Rhacophorus calcaneus
- Conservation status: Endangered (IUCN 3.1)

Scientific classification
- Kingdom: Animalia
- Phylum: Chordata
- Class: Amphibia
- Order: Anura
- Family: Rhacophoridae
- Genus: Rhacophorus
- Species: R. calcaneus
- Binomial name: Rhacophorus calcaneus Smith, 1924
- Synonyms: Rhacophorus chuyangsinensis Orlov, Nguyen, and Ho, 2008

= Rhacophorus calcaneus =

- Authority: Smith, 1924
- Conservation status: EN
- Synonyms: Rhacophorus chuyangsinensis Orlov, Nguyen, and Ho, 2008

Species of frog

Rhacophorus calcaneus (vernacular name: Vietnam flying frog) is a species of frog in the family Rhacophoridae.
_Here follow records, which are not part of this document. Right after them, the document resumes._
//! The producer seam: where samples come from.
//!
//! A [`Producer`] fetches raw samples for one owning instance over one window
//! and returns them as a [`LoadedBatch`]. The store decides *whether* to call
//! it ([`crate::store::Store::load_with`] only asks for windows that were not
//! loaded before); the producer only decides *how* to fetch.

use std::sync::Arc;

use arrow::array::{ArrayRef, Float64Array};

use crate::field::{FieldKind, IncomingField};
use crate::time::{Instant, TimeWindow};

/// Source of raw samples for owning instances.
pub trait Producer {
    /// Error type reported by this producer.
    type Error: std::error::Error + Send + Sync + 'static;

    /// Fetch the samples of instance `name` inside `window`.
    ///
    /// Returning fewer samples than the window could hold (or none) is fine;
    /// the window still counts as loaded.
    fn load(&mut self, name: &str, window: &TimeWindow) -> Result<LoadedBatch, Self::Error>;
}

/// Samples delivered by a producer for one instance.
///
/// Instants may arrive unsorted and with duplicates; the store normalises
/// them before merging (the last delivered sample for an instant wins).
#[derive(Debug, Clone, Default)]
pub struct LoadedBatch {
    /// One instant per sample.
    pub time: Vec<Instant>,
    /// Channel width when the time axis is rank-2.
    pub channels: Option<usize>,
    /// Payload fields.
    pub fields: Vec<IncomingField>,
}

impl LoadedBatch {
    /// A rank-1 batch with no fields yet.
    pub fn new(time: Vec<Instant>) -> Self {
        Self {
            time,
            channels: None,
            fields: Vec::new(),
        }
    }

    /// A rank-2 batch whose time rows span `channels` columns.
    pub fn rank2(time: Vec<Instant>, channels: usize) -> Self {
        Self {
            time,
            channels: Some(channels),
            fields: Vec::new(),
        }
    }

    /// Add a field, leaving its kind to the classification heuristic.
    pub fn with_field(mut self, name: impl Into<String>, values: ArrayRef) -> Self {
        self.fields.push(IncomingField::new(name, values));
        self
    }

    /// Add a field with an explicit kind.
    pub fn with_kind(mut self, name: impl Into<String>, values: ArrayRef, kind: FieldKind) -> Self {
        self.fields.push(IncomingField::new(name, values).with_kind(kind));
        self
    }

    /// Add a field the producer knows to be static.
    pub fn with_static_field(self, name: impl Into<String>, values: ArrayRef) -> Self {
        self.with_kind(name, values, FieldKind::Static)
    }

    /// Convenience for a rank-1 `Float64` field.
    pub fn with_f64(self, name: impl Into<String>, values: Vec<f64>) -> Self {
        self.with_field(name, Arc::new(Float64Array::from(values)))
    }

    /// Number of samples delivered.
    pub fn len(&self) -> usize {
        self.time.len()
    }

    /// Whether the batch holds no samples.
    pub fn is_empty(&self) -> bool {
        self.time.is_empty()
    }
}

impl<P: Producer + ?Sized> Producer for &mut P {
    type Error = P::Error;

    fn load(&mut self, name: &str, window: &TimeWindow) -> Result<LoadedBatch, Self::Error> {
        (**self).load(name, window)
    }
}
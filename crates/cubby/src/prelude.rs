//! Wrapper prelude.
//!
//! The `cubby` crate is the supported public entry point. Downstream code
//! should prefer importing from this prelude instead of depending on internal
//! core module paths.

pub use crate::coverage;
pub use crate::{
    AxisScale, ClippedView, CubbyError, CubbyResult, DerivedOp, DerivedVariable, FieldKind,
    GapReport, IncomingField, IngestReport, Instant, LoadReport, LoadedBatch, LostAttribute,
    MarkerStyle, OwningInstance, ParseTimeBucketError, PlotConfig, PlotKind, Producer,
    RequestScope, RestoreReport, Store, StoreConfig, TimeAxis, TimeBucket, TimeWindow,
    VariableHandle, VariableKey, WindowTracker,
};
//! Bookkeeping of which windows have already been requested from a producer.
//!
//! [`LoadedWindows`] keeps a sorted list of disjoint, coalesced inclusive
//! spans. A window that was loaded but returned no samples still counts as
//! loaded: there is simply no data there, and asking again would not help.

use std::num::NonZeroU64;

use crate::time::{Instant, TimeWindow};

/// Sorted, disjoint, coalesced spans of instants already loaded.
#[derive(Debug, Clone, Default, PartialEq, Eq)]
pub struct LoadedWindows {
    /// Inclusive `(first, last)` pairs.
    spans: Vec<(Instant, Instant)>,
}

impl LoadedWindows {
    /// Nothing loaded yet.
    pub fn new() -> Self {
        Self::default()
    }

    /// Whether nothing was loaded.
    pub fn is_empty(&self) -> bool {
        self.spans.is_empty()
    }

    /// Loaded spans as closed windows, in order.
    pub fn windows(&self) -> Vec<TimeWindow> {
        self.spans
            .iter()
            .filter_map(|&(first, last)| TimeWindow::closed(first, last).ok())
            .collect()
    }

    /// Record `window` as loaded, merging it with overlapping or adjacent spans.
    pub fn insert(&mut self, window: &TimeWindow) {
        let (mut first, mut last) = (window.start(), window.last());

        // Spans strictly before `window` and not adjacent to it.
        let lo = self
            .spans
            .partition_point(|&(_, l)| l.checked_add(1).is_some_and(|next| next < first));
        // Spans that start at or before `last + 1`.
        let hi = self
            .spans
            .partition_point(|&(f, _)| last.checked_add(1).is_none_or(|next| f <= next));

        if lo < hi {
            first = first.min(self.spans[lo].0);
            last = last.max(self.spans[hi - 1].1);
        }
        self.spans.splice(lo..hi, [(first, last)]);
    }

    /// Whether every instant of `window` was loaded.
    pub fn covers(&self, window: &TimeWindow) -> bool {
        let idx = self.spans.partition_point(|&(_, l)| l < window.start());
        self.spans
            .get(idx)
            .is_some_and(|&(f, l)| f <= window.start() && window.last() <= l)
    }

    /// Parts of `window` not loaded yet, optionally split into pieces of at
    /// most `max_len` instants.
    pub fn missing(&self, window: &TimeWindow, max_len: Option<NonZeroU64>) -> Vec<TimeWindow> {
        let mut gaps = Vec::new();
        let mut cursor = window.start();
        let end = window.last();
        let mut open = true;

        for &(f, l) in &self.spans {
            if l < cursor {
                continue;
            }
            if f > end {
                break;
            }
            if f > cursor {
                gaps.push((cursor, f - 1));
            }
            match l.checked_add(1) {
                Some(next) if l < end => cursor = next,
                _ => {
                    open = false;
                    break;
                }
            }
        }
        if open && cursor <= end {
            gaps.push((cursor, end));
        }

        let gaps = match max_len {
            Some(max_len) => split_spans_by_len(gaps, max_len),
            None => gaps,
        };
        gaps.into_iter()
            .filter_map(|(f, l)| TimeWindow::closed(f, l).ok())
            .collect()
    }

    /// Keep only the parts inside `window`.
    pub fn retain(&mut self, window: &TimeWindow) {
        self.spans = self
            .spans
            .iter()
            .filter_map(|&(f, l)| {
                let first = f.max(window.start());
                let last = l.min(window.last());
                (first <= last).then_some((first, last))
            })
            .collect();
    }
}

/// Split spans into pieces of at most `max_len` instants.
fn split_spans_by_len(
    spans: Vec<(Instant, Instant)>,
    max_len: NonZeroU64,
) -> Vec<(Instant, Instant)> {
    let step = i64::try_from(max_len.get()).unwrap_or(i64::MAX);

    let mut out = Vec::new();
    for (first, last) in spans {
        let mut cur = first;
        loop {
            let chunk_end = cur.saturating_add(step - 1).min(last);
            out.push((cur, chunk_end));
            if chunk_end == last {
                break;
            }
            cur = chunk_end + 1;
        }
    }
    out
}

#[cfg(test)]
mod tests {
    use super::*;

    fn closed(a: i64, b: i64) -> TimeWindow {
        TimeWindow::closed(a, b).unwrap()
    }

    #[test]
    fn insert_coalesces_overlapping_and_adjacent() {
        let mut loaded = LoadedWindows::new();
        loaded.insert(&closed(10, 20));
        loaded.insert(&closed(30, 40));
        assert_eq!(loaded.windows(), vec![closed(10, 20), closed(30, 40)]);

        // Adjacent on the left of 30.
        loaded.insert(&closed(21, 29));
        assert_eq!(loaded.windows(), vec![closed(10, 40)]);

        loaded.insert(&closed(0, 5));
        loaded.insert(&closed(3, 12));
        assert_eq!(loaded.windows(), vec![closed(0, 40)]);
    }

    #[test]
    fn covers_requires_single_span() {
        let mut loaded = LoadedWindows::new();
        loaded.insert(&TimeWindow::half_open(0, 10).unwrap());
        loaded.insert(&closed(20, 30));
        assert!(loaded.covers(&closed(0, 9)));
        assert!(!loaded.covers(&TimeWindow::closed(0, 10).unwrap()));
        assert!(loaded.covers(&closed(22, 25)));
        assert!(!loaded.covers(&closed(5, 25)));
        assert!(!LoadedWindows::new().covers(&closed(0, 0)));
    }

    #[test]
    fn missing_lists_gaps_in_order() {
        let mut loaded = LoadedWindows::new();
        loaded.insert(&closed(10, 19));
        loaded.insert(&closed(30, 39));

        assert_eq!(
            loaded.missing(&closed(0, 50), None),
            vec![closed(0, 9), closed(20, 29), closed(40, 50)]
        );
        assert!(loaded.missing(&closed(12, 15), None).is_empty());
        assert_eq!(loaded.missing(&closed(15, 35), None), vec![closed(20, 29)]);
    }

    #[test]
    fn missing_can_be_split() {
        let loaded = LoadedWindows::new();
        assert_eq!(
            loaded.missing(&closed(0, 9), NonZeroU64::new(4)),
            vec![closed(0, 3), closed(4, 7), closed(8, 9)]
        );
        assert_eq!(
            loaded.missing(&closed(0, 9), NonZeroU64::new(1)).len(),
            10
        );
    }

    #[test]
    fn retain_clips_spans() {
        let mut loaded = LoadedWindows::new();
        loaded.insert(&closed(0, 10));
        loaded.insert(&closed(20, 30));
        loaded.retain(&closed(5, 25));
        assert_eq!(loaded.windows(), vec![closed(5, 10), closed(20, 25)]);
    }
}
//! Per-tick and end-of-session reports.

use chrono::{DateTime, Utc};
use rust_decimal::Decimal;
use serde::{Deserialize, Serialize};

use crate::market::{RefreshSummary, RefreshTier};
use crate::strategy::risk::BreakerSnapshot;
use crate::types::{AggregationDecision, ClosedTrade, ExitReason, Position, Signal};

/// Everything one tick did.
#[derive(Debug, Clone, Serialize)]
pub struct TickReport {
    pub tick: u64,
    pub at: DateTime<Utc>,
    pub tier: RefreshTier,
    pub refresh: Option<RefreshSummary>,
    pub feed_error: Option<String>,
    /// Why the entry phase did not run, if it didn't.
    pub entry_block: Option<String>,
    pub signals: Vec<Signal>,
    pub decision: Option<AggregationDecision>,
    pub entries: Vec<Position>,
    pub exits: Vec<ClosedTrade>,
    pub breaker: Option<BreakerSnapshot>,
    /// Contributing strategies that did not get a position, with the reason.
    pub skipped: Vec<String>,
}

impl TickReport {
    pub fn new(tick: u64, at: DateTime<Utc>, tier: RefreshTier) -> Self {
        Self {
            tick,
            at,
            tier,
            refresh: None,
            feed_error: None,
            entry_block: None,
            signals: Vec::new(),
            decision: None,
            entries: Vec::new(),
            exits: Vec::new(),
            breaker: None,
            skipped: Vec::new(),
        }
    }

    pub fn exit_reasons(&self) -> Vec<ExitReason> {
        self.exits.iter().map(|t| t.exit_reason).collect()
    }
}

/// Session summary written at shutdown.
#[derive(Debug, Clone, PartialEq, Serialize, Deserialize)]
pub struct SessionReport {
    pub agent: String,
    pub generated_at: DateTime<Utc>,
    pub trade_count: usize,
    pub wins: usize,
    pub losses: usize,
    pub gross_pnl: Decimal,
    pub charges: Decimal,
    pub net_pnl: Decimal,
    pub reset_count: u32,
    pub breakers: Vec<BreakerSnapshot>,
    pub trades: Vec<ClosedTrade>,
}

impl SessionReport {
    pub fn summarize(
        agent: &str,
        trades: &[ClosedTrade],
        breakers: &[BreakerSnapshot],
        reset_count: u32,
        generated_at: DateTime<Utc>,
    ) -> Self {
        let wins = trades.iter().filter(|t| t.is_win()).count();
        Self {
            agent: agent.to_string(),
            generated_at,
            trade_count: trades.len(),
            wins,
            losses: trades.len() - wins,
            gross_pnl: trades.iter().map(|t| t.gross_pnl).sum(),
            charges: trades.iter().map(|t| t.charges).sum(),
            net_pnl: trades.iter().map(|t| t.net_pnl).sum(),
            reset_count,
            breakers: breakers.to_vec(),
            trades: trades.to_vec(),
        }
    }

    pub fn win_rate(&self) -> Decimal {
        if self.trade_count == 0 {
            return Decimal::ZERO;
        }
        Decimal::from(self.wins as u64) / Decimal::from(self.trade_count as u64)
    }
}
// ---------------------------------------------------------------------------
// Engine
// ---------------------------------------------------------------------------

pub struct TradingEngine {
    agent_name: String,
    market: MarketConfig,
    capital: CapitalConfig,
    exit: ExitConfig,
    charges: ChargesConfig,
    cache: QuoteCache,
    lifecycles: Vec<PositionLifecycle>,
    aggregator: SignalAggregator,
    selector: AffordableStrikeSelector,
    risk: RiskManager,
    session: SessionClock,
    bias: Box<dyn BiasSource>,
    feed: Arc<dyn MarketDataFeed>,
    executor: Arc<dyn OrderExecutor>,
    audit: Arc<dyn AuditSink>,
    /// Set while the feed reports a fatal error.
    feed_halt: Option<String>,
    closed_trades: Vec<ClosedTrade>,
    tick_count: u64,
    last_tick_at: Option<DateTime<Utc>>,
}
//! Per-strategy position lifecycle.
//!
//! ```text
//! SCANNING -> PENDING_ENTRY -> OPEN -> TRAILING -> EXITING -> CLOSED
//!                 |                       |                     |
//!                 +--> SCANNING           +-- force exit        +--> SCANNING (after cooldown)
//! ```
//!
//! Each lifecycle owns at most one position. While a position is open its
//! strike is pinned in the quote cache so it stays priced after the ATM
//! moves on. Prices come only from an exact-strike lookup; when the quote
//! is missing the lifecycle waits, and only after the configured timeout
//! exits flat at the entry price.

use chrono::{DateTime, Duration, Utc};
use rust_decimal::Decimal;
use serde::{Deserialize, Serialize};
use std::fmt;
use tracing::{debug, info, warn};

use crate::config::{ChargesConfig, ExitConfig};
use crate::engine::executor::Fill;
use crate::engine::session::SessionClock;
use crate::market::QuoteCache;
use crate::strategy::selector::StrikeChoice;
use crate::strategy::{MarketContext, SignalGenerator};
use crate::types::{ClosedTrade, ExitReason, Position, PositionStatus, Signal, Timeframe};

#[derive(Debug, Clone, Copy, PartialEq, Eq, Serialize, Deserialize)]
#[serde(rename_all = "SCREAMING_SNAKE_CASE")]
pub enum LifecycleState {
    Scanning,
    PendingEntry,
    Open,
    Trailing,
    Exiting,
    Closed,
}

impl LifecycleState {
    pub fn has_position(&self) -> bool {
        matches!(self, LifecycleState::Open | LifecycleState::Trailing | LifecycleState::Exiting)
    }
}

impl fmt::Display for LifecycleState {
    fn fmt(&self, f: &mut fmt::Formatter<'_>) -> fmt::Result {
        let s = match self {
            LifecycleState::Scanning => "SCANNING",
            LifecycleState::PendingEntry => "PENDING_ENTRY",
            LifecycleState::Open => "OPEN",
            LifecycleState::Trailing => "TRAILING",
            LifecycleState::Exiting => "EXITING",
            LifecycleState::Closed => "CLOSED",
        };
        write!(f, "{s}")
    }
}
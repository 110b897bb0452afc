//! Scripted collaborators for integration testing.
//!
//! `ScriptedFeed` is a deterministic `MarketDataFeed`: spot, per-strike
//! premiums, dropped strikes and forced errors are all controlled from
//! test code. `ScriptedVotes` hands out `SignalGenerator`s that emit a
//! signal only when the test arms them.

use async_trait::async_trait;
use chrono::Utc;
use rust_decimal::Decimal;
use rust_decimal_macros::dec;
use std::collections::{BTreeMap, BTreeSet, HashMap};
use std::sync::{Arc, Mutex};

use strike_sentinel::market::{FeedError, MarketDataFeed};
use strike_sentinel::strategy::{MarketContext, SignalGenerator};
use strike_sentinel::types::{OptionType, Signal, StrikeQuote, Timeframe};

// ---------------------------------------------------------------------------
// Feed
// ---------------------------------------------------------------------------

#[derive(Debug)]
struct FeedScript {
    spot: Decimal,
    default_premium: (Decimal, Decimal),
    premiums: BTreeMap<i64, (Decimal, Decimal)>,
    dropped: BTreeSet<i64>,
    error: Option<FeedError>,
    requests: Vec<BTreeSet<i64>>,
}

/// A market data feed whose every answer is set by the test.
#[derive(Debug, Clone)]
pub struct ScriptedFeed {
    script: Arc<Mutex<FeedScript>>,
}

impl ScriptedFeed {
    /// Every strike quotes `call`/`put` until overridden.
    pub fn new(spot: Decimal, call: Decimal, put: Decimal) -> Self {
        Self {
            script: Arc::new(Mutex::new(FeedScript {
                spot,
                default_premium: (call, put),
                premiums: BTreeMap::new(),
                dropped: BTreeSet::new(),
                error: None,
                requests: Vec::new(),
            })),
        }
    }

    pub fn set_spot(&self, spot: Decimal) {
        self.script.lock().unwrap().spot = spot;
    }

    pub fn set_call(&self, strike: i64, call: Decimal) {
        let mut script = self.script.lock().unwrap();
        let put = script.premiums.get(&strike).map_or(script.default_premium.1, |p| p.1);
        script.premiums.insert(strike, (call, put));
    }

    pub fn set_put(&self, strike: i64, put: Decimal) {
        let mut script = self.script.lock().unwrap();
        let call = script.premiums.get(&strike).map_or(script.default_premium.0, |p| p.0);
        script.premiums.insert(strike, (call, put));
    }

    /// Stop returning `strike` in chain responses.
    pub fn drop_strike(&self, strike: i64) {
        self.script.lock().unwrap().dropped.insert(strike);
    }

    pub fn restore_strike(&self, strike: i64) {
        self.script.lock().unwrap().dropped.remove(&strike);
    }

    /// Fail every call with `error` until cleared with `None`.
    pub fn fail_with(&self, error: Option<FeedError>) {
        self.script.lock().unwrap().error = error;
    }

    /// Strike sets requested so far, oldest first.
    pub fn requests(&self) -> Vec<BTreeSet<i64>> {
        self.script.lock().unwrap().requests.clone()
    }

    pub fn last_request(&self) -> BTreeSet<i64> {
        self.requests().pop().unwrap_or_default()
    }
}

#[async_trait]
impl MarketDataFeed for ScriptedFeed {
    async fn fetch_quotes(
        &self,
        strikes: &BTreeSet<i64>,
    ) -> Result<HashMap<i64, StrikeQuote>, FeedError> {
        let mut script = self.script.lock().unwrap();
        if let Some(e) = &script.error {
            return Err(e.clone());
        }
        script.requests.push(strikes.clone());

        Ok(strikes
            .iter()
            .filter(|s| !script.dropped.contains(*s))
            .map(|&strike| {
                let (call, put) = script
                    .premiums
                    .get(&strike)
                    .copied()
                    .unwrap_or(script.default_premium);
                let quote = StrikeQuote {
                    strike,
                    call_price: call,
                    put_price: put,
                    call_oi: 1000,
                    put_oi: 1000,
                    last_updated: Utc::now(),
                };
                (strike, quote)
            })
            .collect())
    }

    async fn fetch_spot(&self) -> Result<Decimal, FeedError> {
        let script = self.script.lock().unwrap();
        match &script.error {
            Some(e) => Err(e.clone()),
            None => Ok(script.spot),
        }
    }
}

// ---------------------------------------------------------------------------
// Signal generators
// ---------------------------------------------------------------------------

/// Shared switchboard of armed votes, keyed by strategy id.
#[derive(Debug, Clone, Default)]
pub struct ScriptedVotes {
    armed: Arc<Mutex<HashMap<String, (OptionType, i64)>>>,
}

impl ScriptedVotes {
    pub fn new() -> Self {
        Self::default()
    }

    /// `id` votes `direction` with `strength` on its next poll.
    pub fn arm(&self, id: &str, direction: OptionType, strength: i64) {
        self.armed
            .lock()
            .unwrap()
            .insert(id.to_string(), (direction, strength));
    }

    pub fn generator(&self, id: &str) -> Box<dyn SignalGenerator> {
        Box::new(ScriptedGenerator {
            id: id.to_string(),
            votes: self.clone(),
        })
    }

    pub fn generators(&self, ids: &[&str]) -> Vec<Box<dyn SignalGenerator>> {
        ids.iter().map(|id| self.generator(id)).collect()
    }
}

struct ScriptedGenerator {
    id: String,
    votes: ScriptedVotes,
}

impl SignalGenerator for ScriptedGenerator {
    fn id(&self) -> &str {
        &self.id
    }

    fn timeframe(&self) -> Timeframe {
        Timeframe::M1
    }

    fn generate_signal(&mut self, ctx: &MarketContext<'_>) -> Option<Signal> {
        let (direction, strength) = self.votes.armed.lock().unwrap().remove(&self.id)?;
        Some(Signal {
            strategy_id: self.id.clone(),
            timeframe: Timeframe::M1,
            direction,
            strength_score: strength,
            emitted_at: ctx.now,
        })
    }
}

/// Spot that rounds to `atm` on a 50-point chain.
pub fn spot_for(atm: i64) -> Decimal {
    Decimal::from(atm) + dec!(3.5)
}
//! Market data.
//!
//! Defines the `MarketDataFeed` trait (the only I/O boundary of the core)
//! and provides:
//! - `QuoteCache`: per-strike quotes with pinned-strike retention
//! - `RestQuoteFeed`: HTTP adapter for a broker quote API

pub mod quote_cache;
pub mod rest;

use async_trait::async_trait;
use rust_decimal::Decimal;
use serde::{Deserialize, Serialize};
use std::collections::{BTreeSet, HashMap};
use std::fmt;
use thiserror::Error;

use crate::types::StrikeQuote;

pub use quote_cache::{QuoteCache, RefreshSummary};

/// Failure from the market data collaborator.
///
/// Transient failures (network, rate limit) leave the cache on its last
/// snapshot. Fatal failures (expired credentials) halt new entries until
/// a refresh succeeds again.
#[derive(Debug, Clone, PartialEq, Eq, Error, Serialize, Deserialize)]
pub enum FeedError {
    #[error("Transient market data error: {0}")]
    Transient(String),

    #[error("Fatal market data error: {0}")]
    Fatal(String),
}

impl FeedError {
    pub fn is_fatal(&self) -> bool {
        matches!(self, FeedError::Fatal(_))
    }
}

/// Which strike window a refresh pulls.
#[derive(Debug, Clone, Copy, PartialEq, Eq, Serialize, Deserialize)]
#[serde(rename_all = "snake_case")]
pub enum RefreshTier {
    /// ATM strike only.
    Narrow,
    /// ATM ± the configured number of steps; also recomputes the PCR.
    Wide,
}

impl fmt::Display for RefreshTier {
    fn fmt(&self, f: &mut fmt::Formatter<'_>) -> fmt::Result {
        match self {
            RefreshTier::Narrow => write!(f, "narrow"),
            RefreshTier::Wide => write!(f, "wide"),
        }
    }
}

/// Source of spot prices and option-chain quotes.
///
/// Implementations retry transient failures internally; anything that
/// still fails is reported as a `FeedError`.
#[cfg_attr(test, mockall::automock)]
#[async_trait]
pub trait MarketDataFeed: Send + Sync {
    /// Quotes for the requested strikes. Strikes the source has no data
    /// for are simply absent from the map.
    async fn fetch_quotes(
        &self,
        strikes: &BTreeSet<i64>,
    ) -> Result<HashMap<i64, StrikeQuote>, FeedError>;

    /// Current spot price of the underlying.
    async fn fetch_spot(&self) -> Result<Decimal, FeedError>;
}
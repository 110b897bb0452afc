//! Status API route handlers.
//!
//! All endpoints return JSON. State is shared via `Arc<DashboardState>`
//! and refreshed by the control loop after every tick.

use axum::{extract::State, http::StatusCode, Json};
use chrono::{DateTime, Utc};
use rust_decimal::Decimal;
use serde::Serialize;
use std::sync::Arc;
use tokio::sync::RwLock;

use crate::engine::audit::{AuditEvent, MemoryAuditSink};
use crate::engine::EngineStatus;
use crate::strategy::risk::BreakerSnapshot;
use crate::types::{ClosedTrade, Position};

/// Most recent items returned by the list endpoints.
const MAX_ITEMS: usize = 100;

// ---------------------------------------------------------------------------
// Shared state
// ---------------------------------------------------------------------------

pub struct DashboardState {
    pub status: RwLock<EngineStatus>,
    pub trades: RwLock<Vec<ClosedTrade>>,
    pub audit: Arc<MemoryAuditSink>,
    pub started_at: DateTime<Utc>,
}

impl DashboardState {
    pub fn new(audit: Arc<MemoryAuditSink>) -> Self {
        Self {
            status: RwLock::new(EngineStatus::default()),
            trades: RwLock::new(Vec::new()),
            audit,
            started_at: Utc::now(),
        }
    }

    /// Replace the published snapshot.
    pub async fn publish(&self, status: EngineStatus, trades: &[ClosedTrade]) {
        *self.status.write().await = status;
        let mut published = self.trades.write().await;
        if published.len() != trades.len() {
            *published = trades.to_vec();
        }
    }
}

pub type AppState = Arc<DashboardState>;

// ---------------------------------------------------------------------------
// Response types
// ---------------------------------------------------------------------------

#[derive(Debug, Clone, Serialize)]
pub struct StatusResponse {
    pub uptime_secs: i64,
    #[serde(flatten)]
    pub engine: EngineStatus,
}

#[derive(Debug, Clone, Serialize)]
pub struct PositionsResponse {
    pub open: Vec<Position>,
    pub pinned_strikes: Vec<i64>,
    pub recent_closed: Vec<ClosedTrade>,
    pub session_pnl: Decimal,
}

// ---------------------------------------------------------------------------
// Route handlers
// ---------------------------------------------------------------------------

/// GET /api/status
pub async fn get_status(State(state): State<AppState>) -> Json<StatusResponse> {
    let uptime_secs = (Utc::now() - state.started_at).num_seconds();
    Json(StatusResponse {
        uptime_secs,
        engine: state.status.read().await.clone(),
    })
}

/// GET /api/positions
pub async fn get_positions(State(state): State<AppState>) -> Json<PositionsResponse> {
    let status = state.status.read().await;
    let trades = state.trades.read().await;
    let start = trades.len().saturating_sub(MAX_ITEMS);
    Json(PositionsResponse {
        open: status.open_positions.clone(),
        pinned_strikes: status.pinned_strikes.clone(),
        recent_closed: trades[start..].to_vec(),
        session_pnl: status.session_pnl,
    })
}

/// GET /api/breakers
pub async fn get_breakers(State(state): State<AppState>) -> Json<Vec<BreakerSnapshot>> {
    Json(state.status.read().await.breakers.clone())
}

/// GET /api/events
pub async fn get_events(State(state): State<AppState>) -> Json<Vec<AuditEvent>> {
    let events = state.audit.events();
    let start = events.len().saturating_sub(MAX_ITEMS);
    Json(events[start..].to_vec())
}

/// GET /health
pub async fn health() -> StatusCode {
    StatusCode::OK
}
It is endemic to Vietnam. It has been extensively confused with Rhacophorus robertingeri, making it difficult to know its true range. Its natural habitats are evergreen forests at elevations of 1300–2000 m above sea level. It is threatened by collection for the international pet trade and by habitat loss and degradation caused by rapidly expanding agriculture, including cash crops such as rubber, coffee and tea.